During the Thanksgiving holiday, my 13 year-old daughter dyed hot pink stripes in her hair. Several of her teachers weren’t fond of it, and she almost got a referral to the office. That would have been her first one, but an assistant principal intervened.

When she told me about it, she also explained that she wears a jacket every day because she doesn’t want to wear “dress code shirts.” In addition, she takes her cell phone to school (another no-no).

Two years ago, I would have been very upset. I would’ve also worried about whether the teachers at her school thought I was a “bad mom.”

Today, I think I’m proud.

As a kid, I was a “goody two shoes.” I followed the “rules” outlined by school and society almost without question until I was nearly 30. I wore uncomfortable heels. I bought new cars every couple years. I ate my whole grains. I tried to build businesses without “selling” because that wasn’t appropriate for professionals like CPA’s. I burned myself out making sure I attended every possible meeting. As a result, I often felt like an alien because my preferences didn’t align with those rules.

I finally decided something had to give and started looking for alternatives. It took me another couple of years to realize that I was living my life based on someone else’s scripts. Since then, I’ve done a significant amount of research and thinking about “rules.” My beliefs could not have changed more radically.

Once in a while it really hits people that they don’t have to experience the world in the way they have been told to. -Alan Keightley
(hat tip to Chris Guillebeau)

I believe the first key is to acknowledge that rules and scripts exist and to think through the application and consequences. I’m getting better at this in my own life. I recently wrote about why I’m going to cheat more (and you should too).

But applying this to parenting is incredibly tough. We become very risk-averse. That’s the last thing we want to fail at.

So we take the safest course of action: the default. Normal.

If something doesn’t turn out right, at least it won’t be our fault.

If you don’t risk anything, you risk even more. – Erica Jong

I don’t believe this has ever been more true. The greatest risk facing our children is that they grow up to be cogs on the wheel of a system that doesn’t even work. If we follow the default education system and the standard rules, this is exactly what we’ll prepare them for.

To me, that’s simply not acceptable. I want more for her. I at least want her to know that another option exists.

So we’ve started learning about Rules together.

First, we’ve talked about how rules exist for many reasons.

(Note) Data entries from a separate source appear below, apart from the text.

//! warmachine CLI
//!
//! Commands:
//! - `warmachine run` - execute orders from a JSON file, or JSON lines on stdin
//! - `warmachine order` - execute a single order
//! - `warmachine show-config` - print the effective configuration

pub mod orders;
pub mod output;

use clap::{Args, Parser, Subcommand};
use rust_decimal::Decimal;
use std::path::PathBuf;

use crate::domain::{ExecutionStrategy, OrderRequest, OrderSide, OrderType, TimeInForce};
use crate::platform::OrderPriority;
use orders::OrderEntry;

/// Order execution engine
#[derive(Parser, Debug)]
#[command(name = "warmachine")]
#[command(author, version, about = "Priority-queued order execution with risk gating")]
pub struct Cli {
    #[command(subcommand)]
    pub command: Commands,

    /// Directory holding default.toml and environment overrides
    #[arg(short, long, global = true, default_value = "config")]
    pub config_dir: PathBuf,

    /// Print results as JSON instead of tables
    #[arg(long, global = true)]
    pub json: bool,
}

#[derive(Subcommand, Debug)]
pub enum Commands {
    /// Execute a batch of orders and report the outcome
    Run {
        /// JSON array of orders; reads JSON lines from stdin when omitted
        #[arg(short, long)]
        orders: Option<PathBuf>,
    },
    /// Execute a single order
    Order(OrderArgs),
    /// Print the effective configuration
    ShowConfig,
}

#[derive(Args, Debug, Clone)]
pub struct OrderArgs {
    pub symbol: String,
    /// buy | sell
    pub side: OrderSide,
    pub quantity: Decimal,
    /// market | limit | stop | stop_limit | trailing_stop
    #[arg(short = 't', long, default_value = "market")]
    pub order_type: OrderType,
    /// Limit price
    #[arg(short, long)]
    pub price: Option<Decimal>,
    #[arg(long)]
    pub stop_price: Option<Decimal>,
    /// immediate | twap | vwap | iceberg | participate
    #[arg(short, long, default_value = "immediate")]
    pub strategy: ExecutionStrategy,
    /// critical | high | medium | low | scheduled
    #[arg(long, default_value = "medium")]
    pub priority: OrderPriority,
    /// day | gtc | ioc | fok
    #[arg(long, default_value = "day")]
    pub time_in_force: TimeInForce,
}

impl OrderArgs {
    pub fn into_entry(self) -> OrderEntry {
        let mut request = OrderRequest::market(self.symbol, self.side, self.quantity)
            .with_order_type(self.order_type)
            .with_strategy(self.strategy)
            .with_time_in_force(self.time_in_force);
        request.price = self.price;
        request.stop_price = self.stop_price;

        OrderEntry {
            request,
            priority: self.priority,
        }
    }
}

#[cfg(test)]
mod tests {
    use super::*;
    use rust_decimal_macros::dec;

    #[test]
    fn test_parse_order_command() {
        let cli = Cli::try_parse_from([
            "warmachine",
            "order",
            "AAPL",
            "buy",
            "100",
            "--order-type",
            "limit",
            "--price",
            "150.25",
            "--strategy",
            "twap",
            "--priority",
            "high",
            "--json",
        ])
        .unwrap();
        assert!(cli.json);

        let Commands::Order(args) = cli.command else {
            panic!("expected order command");
        };
        let entry = args.into_entry();
        assert_eq!(entry.priority, OrderPriority::High);
        assert_eq!(entry.request.order_type, OrderType::Limit);
        assert_eq!(entry.request.price, Some(dec!(150.25)));
        assert_eq!(entry.request.strategy, ExecutionStrategy::Twap);
        assert!(entry.request.validate().is_ok());
    }

    #[test]
    fn test_rejects_unknown_strategy() {
        let parsed = Cli::try_parse_from(["warmachine", "order", "AAPL", "buy", "1", "-s", "sniper"]);
        assert!(parsed.is_err());
    }
}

  • Some prevent us from getting hurt. It’s probably not a good idea to pull fire alarms just for giggles, and stopping at red lights likely prevents accidents.
  • Some just evolved that way. In America, it’s been ingrained that we must go to college to “get a good job.” Or, that we should be “independent” and not rely on others.
  • And some make it easier when there’s a large group of people involved: voting systems, dress codes, prescription drugs for common ailments, etc.

There’s nothing inherently wrong with any of them, but they’re not inherently right either. That means that we shouldn’t break rules just because they exist, and we shouldn’t necessarily follow them blindly.

Now, we’re purposefully breaking some rules.

I want her to know that this path has consequences, that it can be uncomfortable in the moment, but that it gets better.

The pink hair was a perfect exercise. (I really wish I’d thought of it sooner.) She faced criticism from one teacher in particular and had to address it. She found a higher authority and was able to negotiate the situation without any harmful effects. She knew there was a risk of detention, and she faced it head-on. She also knew I wasn’t going to intervene either way.

I think this is invaluable practice. For example, I can see numerous parallels between this situation and negotiating a flexible work arrangement with an employer or project. She was able to focus the conversation on the function (which wasn’t harmed) instead of the form (which is often rigid, yet rarely matters).

And this only the beginning. Before she’s an adult, I want her to know how to assess a rule and be adept at breaking it if need be.

What do you think? Am I way off track, or does any of this resonate with you?